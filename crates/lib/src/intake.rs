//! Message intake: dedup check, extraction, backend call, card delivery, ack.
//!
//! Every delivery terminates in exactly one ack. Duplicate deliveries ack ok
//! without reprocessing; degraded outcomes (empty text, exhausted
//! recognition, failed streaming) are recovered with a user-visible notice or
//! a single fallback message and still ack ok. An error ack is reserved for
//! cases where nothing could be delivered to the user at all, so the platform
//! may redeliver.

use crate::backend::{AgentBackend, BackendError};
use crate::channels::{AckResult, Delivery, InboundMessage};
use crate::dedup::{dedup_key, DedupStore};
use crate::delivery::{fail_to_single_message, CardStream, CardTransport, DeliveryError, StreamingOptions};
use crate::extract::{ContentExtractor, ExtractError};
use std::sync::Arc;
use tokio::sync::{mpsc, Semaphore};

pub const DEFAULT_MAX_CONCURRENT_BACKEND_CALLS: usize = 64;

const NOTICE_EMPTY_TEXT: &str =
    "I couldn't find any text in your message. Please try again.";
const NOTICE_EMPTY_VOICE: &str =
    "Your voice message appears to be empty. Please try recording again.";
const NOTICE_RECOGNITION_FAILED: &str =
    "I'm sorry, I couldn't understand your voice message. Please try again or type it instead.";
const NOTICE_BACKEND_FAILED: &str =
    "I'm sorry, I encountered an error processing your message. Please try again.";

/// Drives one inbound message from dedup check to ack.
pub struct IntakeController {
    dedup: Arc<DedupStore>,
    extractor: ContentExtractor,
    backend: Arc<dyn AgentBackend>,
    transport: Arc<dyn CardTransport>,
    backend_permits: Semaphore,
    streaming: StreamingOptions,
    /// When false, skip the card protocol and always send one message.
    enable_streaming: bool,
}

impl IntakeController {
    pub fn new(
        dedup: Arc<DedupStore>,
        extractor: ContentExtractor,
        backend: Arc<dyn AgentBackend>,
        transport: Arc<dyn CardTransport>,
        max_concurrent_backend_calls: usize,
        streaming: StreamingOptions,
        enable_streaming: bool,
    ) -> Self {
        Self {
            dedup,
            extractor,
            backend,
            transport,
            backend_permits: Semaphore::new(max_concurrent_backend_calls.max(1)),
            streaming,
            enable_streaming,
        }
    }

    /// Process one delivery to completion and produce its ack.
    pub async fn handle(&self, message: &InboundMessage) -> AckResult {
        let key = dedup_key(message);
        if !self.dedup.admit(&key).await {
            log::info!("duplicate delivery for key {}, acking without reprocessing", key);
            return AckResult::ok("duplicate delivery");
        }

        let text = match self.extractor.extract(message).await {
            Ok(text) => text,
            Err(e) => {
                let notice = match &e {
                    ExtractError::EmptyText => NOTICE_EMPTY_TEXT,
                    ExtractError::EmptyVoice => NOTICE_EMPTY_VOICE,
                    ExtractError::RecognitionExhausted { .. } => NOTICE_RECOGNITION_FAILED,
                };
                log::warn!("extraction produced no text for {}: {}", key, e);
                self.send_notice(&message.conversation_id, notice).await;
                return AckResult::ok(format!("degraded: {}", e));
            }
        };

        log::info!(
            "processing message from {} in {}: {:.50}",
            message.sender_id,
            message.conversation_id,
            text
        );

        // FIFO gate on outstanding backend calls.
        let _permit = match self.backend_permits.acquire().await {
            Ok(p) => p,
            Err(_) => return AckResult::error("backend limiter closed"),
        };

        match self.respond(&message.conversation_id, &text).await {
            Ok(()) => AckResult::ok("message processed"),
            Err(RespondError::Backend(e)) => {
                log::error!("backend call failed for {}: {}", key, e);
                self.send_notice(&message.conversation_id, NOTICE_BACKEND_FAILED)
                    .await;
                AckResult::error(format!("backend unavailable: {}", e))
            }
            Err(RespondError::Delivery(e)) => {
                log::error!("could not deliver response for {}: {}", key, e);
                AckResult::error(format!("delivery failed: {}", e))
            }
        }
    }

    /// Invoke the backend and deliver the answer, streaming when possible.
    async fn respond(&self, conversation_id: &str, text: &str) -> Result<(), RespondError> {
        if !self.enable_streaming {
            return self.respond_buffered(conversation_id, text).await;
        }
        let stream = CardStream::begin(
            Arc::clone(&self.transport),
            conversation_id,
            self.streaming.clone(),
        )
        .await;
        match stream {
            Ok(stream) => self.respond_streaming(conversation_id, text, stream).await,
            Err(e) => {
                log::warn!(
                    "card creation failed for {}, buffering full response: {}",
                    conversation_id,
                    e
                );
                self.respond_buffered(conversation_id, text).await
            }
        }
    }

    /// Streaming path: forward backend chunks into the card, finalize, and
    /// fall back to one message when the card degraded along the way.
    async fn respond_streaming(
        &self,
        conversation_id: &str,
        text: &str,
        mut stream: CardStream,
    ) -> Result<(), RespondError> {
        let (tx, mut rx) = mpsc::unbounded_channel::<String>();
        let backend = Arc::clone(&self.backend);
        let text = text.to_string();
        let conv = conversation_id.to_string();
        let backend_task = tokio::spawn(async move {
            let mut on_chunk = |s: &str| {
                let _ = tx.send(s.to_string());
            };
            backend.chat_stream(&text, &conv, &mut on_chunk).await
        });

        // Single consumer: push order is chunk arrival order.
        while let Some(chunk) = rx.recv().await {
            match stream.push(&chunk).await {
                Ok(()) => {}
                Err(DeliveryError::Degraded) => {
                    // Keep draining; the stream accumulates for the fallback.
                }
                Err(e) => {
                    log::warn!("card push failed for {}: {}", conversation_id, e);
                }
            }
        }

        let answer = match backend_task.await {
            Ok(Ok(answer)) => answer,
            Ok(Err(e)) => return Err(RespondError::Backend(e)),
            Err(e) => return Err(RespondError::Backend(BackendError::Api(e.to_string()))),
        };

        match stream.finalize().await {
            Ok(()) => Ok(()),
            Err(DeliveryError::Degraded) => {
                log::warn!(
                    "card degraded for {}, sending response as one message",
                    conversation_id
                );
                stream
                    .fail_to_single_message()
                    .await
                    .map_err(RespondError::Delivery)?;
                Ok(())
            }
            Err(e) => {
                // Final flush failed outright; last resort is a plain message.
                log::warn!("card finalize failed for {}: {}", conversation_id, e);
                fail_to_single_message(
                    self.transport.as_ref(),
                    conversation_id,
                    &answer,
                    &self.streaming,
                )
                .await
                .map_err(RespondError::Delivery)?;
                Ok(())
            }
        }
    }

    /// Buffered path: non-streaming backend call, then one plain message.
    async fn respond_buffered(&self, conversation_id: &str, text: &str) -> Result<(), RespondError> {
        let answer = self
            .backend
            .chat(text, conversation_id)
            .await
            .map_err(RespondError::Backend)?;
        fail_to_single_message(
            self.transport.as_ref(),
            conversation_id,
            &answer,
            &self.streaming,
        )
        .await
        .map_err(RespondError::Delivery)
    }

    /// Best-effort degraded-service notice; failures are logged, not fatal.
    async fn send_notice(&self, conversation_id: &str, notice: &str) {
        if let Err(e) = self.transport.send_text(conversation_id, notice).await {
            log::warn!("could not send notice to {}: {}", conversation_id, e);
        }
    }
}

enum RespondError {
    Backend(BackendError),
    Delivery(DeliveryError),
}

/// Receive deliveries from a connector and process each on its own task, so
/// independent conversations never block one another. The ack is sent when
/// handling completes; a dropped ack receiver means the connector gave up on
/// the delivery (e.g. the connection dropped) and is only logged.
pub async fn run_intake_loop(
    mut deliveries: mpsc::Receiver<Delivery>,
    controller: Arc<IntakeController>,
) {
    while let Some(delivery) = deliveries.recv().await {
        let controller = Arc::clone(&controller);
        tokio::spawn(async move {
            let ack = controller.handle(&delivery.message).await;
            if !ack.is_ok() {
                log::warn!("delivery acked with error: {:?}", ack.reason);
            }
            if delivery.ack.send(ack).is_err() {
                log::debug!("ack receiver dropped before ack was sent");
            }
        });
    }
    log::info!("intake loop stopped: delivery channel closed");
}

********

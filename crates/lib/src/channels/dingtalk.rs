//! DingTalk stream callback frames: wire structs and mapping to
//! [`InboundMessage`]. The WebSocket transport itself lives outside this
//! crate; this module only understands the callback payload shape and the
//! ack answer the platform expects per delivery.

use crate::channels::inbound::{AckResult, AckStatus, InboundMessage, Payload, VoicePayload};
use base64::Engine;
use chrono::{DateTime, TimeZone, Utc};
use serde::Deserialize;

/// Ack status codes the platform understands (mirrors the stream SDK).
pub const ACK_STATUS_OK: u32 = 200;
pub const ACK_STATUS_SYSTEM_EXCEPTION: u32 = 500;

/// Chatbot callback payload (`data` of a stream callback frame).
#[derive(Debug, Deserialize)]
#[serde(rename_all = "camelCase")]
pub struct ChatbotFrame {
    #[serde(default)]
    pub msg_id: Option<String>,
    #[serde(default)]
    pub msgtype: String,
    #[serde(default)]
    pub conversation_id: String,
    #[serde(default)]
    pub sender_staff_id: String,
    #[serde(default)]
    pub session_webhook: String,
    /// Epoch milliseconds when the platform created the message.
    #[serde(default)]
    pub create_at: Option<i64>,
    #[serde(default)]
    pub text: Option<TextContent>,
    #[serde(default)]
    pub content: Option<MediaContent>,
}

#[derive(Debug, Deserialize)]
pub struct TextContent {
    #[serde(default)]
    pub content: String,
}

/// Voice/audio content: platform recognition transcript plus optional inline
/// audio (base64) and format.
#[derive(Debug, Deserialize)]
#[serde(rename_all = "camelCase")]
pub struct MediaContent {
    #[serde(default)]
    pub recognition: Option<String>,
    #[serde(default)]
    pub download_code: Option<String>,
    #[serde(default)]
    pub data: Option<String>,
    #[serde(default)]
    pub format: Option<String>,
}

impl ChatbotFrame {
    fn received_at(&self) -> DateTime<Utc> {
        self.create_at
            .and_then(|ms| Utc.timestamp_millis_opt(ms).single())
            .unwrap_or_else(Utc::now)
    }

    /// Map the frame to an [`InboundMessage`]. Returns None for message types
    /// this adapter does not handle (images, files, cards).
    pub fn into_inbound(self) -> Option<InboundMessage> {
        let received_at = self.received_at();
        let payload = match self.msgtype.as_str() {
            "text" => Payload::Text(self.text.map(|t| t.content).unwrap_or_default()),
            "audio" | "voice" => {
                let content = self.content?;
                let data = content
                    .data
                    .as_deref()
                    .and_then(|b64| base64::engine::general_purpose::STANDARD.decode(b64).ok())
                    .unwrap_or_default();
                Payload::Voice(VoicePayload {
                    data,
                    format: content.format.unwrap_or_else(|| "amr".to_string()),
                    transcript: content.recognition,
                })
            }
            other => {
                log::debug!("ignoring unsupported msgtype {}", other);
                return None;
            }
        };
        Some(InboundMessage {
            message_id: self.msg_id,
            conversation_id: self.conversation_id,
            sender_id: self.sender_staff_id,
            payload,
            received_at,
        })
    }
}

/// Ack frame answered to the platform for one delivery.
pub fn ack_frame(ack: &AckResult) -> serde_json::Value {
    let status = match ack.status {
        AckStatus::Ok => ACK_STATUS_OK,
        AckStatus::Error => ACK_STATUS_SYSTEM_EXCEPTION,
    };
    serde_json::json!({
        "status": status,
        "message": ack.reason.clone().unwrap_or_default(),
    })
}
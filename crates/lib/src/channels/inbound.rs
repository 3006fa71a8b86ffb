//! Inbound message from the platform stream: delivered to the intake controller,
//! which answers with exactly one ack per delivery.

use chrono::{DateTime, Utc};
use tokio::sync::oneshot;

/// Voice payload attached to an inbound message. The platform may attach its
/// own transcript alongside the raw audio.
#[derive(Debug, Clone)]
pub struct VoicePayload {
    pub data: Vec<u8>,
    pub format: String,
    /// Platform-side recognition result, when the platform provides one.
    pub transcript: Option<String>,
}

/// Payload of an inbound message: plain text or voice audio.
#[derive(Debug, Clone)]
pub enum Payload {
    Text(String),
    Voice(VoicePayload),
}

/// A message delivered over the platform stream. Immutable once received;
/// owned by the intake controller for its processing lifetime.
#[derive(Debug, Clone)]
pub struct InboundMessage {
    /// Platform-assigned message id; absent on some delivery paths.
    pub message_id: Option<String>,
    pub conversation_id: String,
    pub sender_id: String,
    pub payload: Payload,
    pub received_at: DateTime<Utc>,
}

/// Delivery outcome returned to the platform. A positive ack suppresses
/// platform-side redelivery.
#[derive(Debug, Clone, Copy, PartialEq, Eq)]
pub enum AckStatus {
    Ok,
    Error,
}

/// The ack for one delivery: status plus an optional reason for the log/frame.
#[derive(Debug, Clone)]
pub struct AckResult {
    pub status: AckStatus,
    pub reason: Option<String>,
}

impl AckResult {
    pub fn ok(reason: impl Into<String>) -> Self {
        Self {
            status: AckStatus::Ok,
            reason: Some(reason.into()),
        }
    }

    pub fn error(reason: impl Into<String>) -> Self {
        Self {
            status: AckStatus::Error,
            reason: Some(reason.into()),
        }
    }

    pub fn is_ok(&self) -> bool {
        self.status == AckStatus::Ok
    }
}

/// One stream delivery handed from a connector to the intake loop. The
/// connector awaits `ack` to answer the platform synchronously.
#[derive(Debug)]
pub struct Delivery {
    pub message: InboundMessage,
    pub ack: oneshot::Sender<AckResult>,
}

********

Problem to work on
Check each line above for the word "MediaContent", and copy the lines where it appears.

Finished task
    pub content: Option<MediaContent>,
pub struct MediaContent {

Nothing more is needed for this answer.